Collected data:
-------

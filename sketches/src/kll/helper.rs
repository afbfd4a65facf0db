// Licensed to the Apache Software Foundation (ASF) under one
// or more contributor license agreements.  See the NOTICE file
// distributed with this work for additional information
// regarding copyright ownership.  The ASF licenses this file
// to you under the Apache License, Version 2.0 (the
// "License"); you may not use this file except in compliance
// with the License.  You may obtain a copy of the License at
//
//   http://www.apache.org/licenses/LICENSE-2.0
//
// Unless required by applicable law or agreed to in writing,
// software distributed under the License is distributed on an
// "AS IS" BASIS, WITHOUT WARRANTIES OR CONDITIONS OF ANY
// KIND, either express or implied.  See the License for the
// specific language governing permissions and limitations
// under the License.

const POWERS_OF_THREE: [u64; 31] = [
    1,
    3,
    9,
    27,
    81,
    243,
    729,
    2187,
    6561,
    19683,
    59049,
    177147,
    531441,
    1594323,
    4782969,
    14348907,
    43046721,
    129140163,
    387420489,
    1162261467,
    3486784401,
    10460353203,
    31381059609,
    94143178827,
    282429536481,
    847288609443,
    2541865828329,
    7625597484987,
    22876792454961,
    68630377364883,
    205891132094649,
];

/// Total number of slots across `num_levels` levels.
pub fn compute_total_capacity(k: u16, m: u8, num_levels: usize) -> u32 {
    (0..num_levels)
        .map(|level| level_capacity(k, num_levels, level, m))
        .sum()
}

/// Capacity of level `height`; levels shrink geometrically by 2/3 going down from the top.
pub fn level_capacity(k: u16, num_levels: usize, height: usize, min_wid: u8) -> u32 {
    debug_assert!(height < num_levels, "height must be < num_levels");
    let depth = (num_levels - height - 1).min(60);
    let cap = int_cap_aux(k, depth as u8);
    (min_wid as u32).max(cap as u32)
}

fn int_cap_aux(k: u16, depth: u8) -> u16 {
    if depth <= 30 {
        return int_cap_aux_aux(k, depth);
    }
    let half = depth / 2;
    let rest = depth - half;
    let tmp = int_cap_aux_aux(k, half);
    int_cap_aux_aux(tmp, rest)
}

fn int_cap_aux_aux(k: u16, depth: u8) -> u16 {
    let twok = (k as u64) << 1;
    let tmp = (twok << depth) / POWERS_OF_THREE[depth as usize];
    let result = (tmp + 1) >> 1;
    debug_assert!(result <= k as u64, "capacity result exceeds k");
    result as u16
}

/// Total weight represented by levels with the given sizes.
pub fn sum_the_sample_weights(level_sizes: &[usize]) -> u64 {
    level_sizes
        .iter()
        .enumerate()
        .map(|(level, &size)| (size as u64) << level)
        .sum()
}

-------

◆ **Problem details**: Scan the records for the word "distributed", and copy each line where it is found.

◆ **Exercise answer**:
// distributed with this work for additional information
// software distributed under the License is distributed on an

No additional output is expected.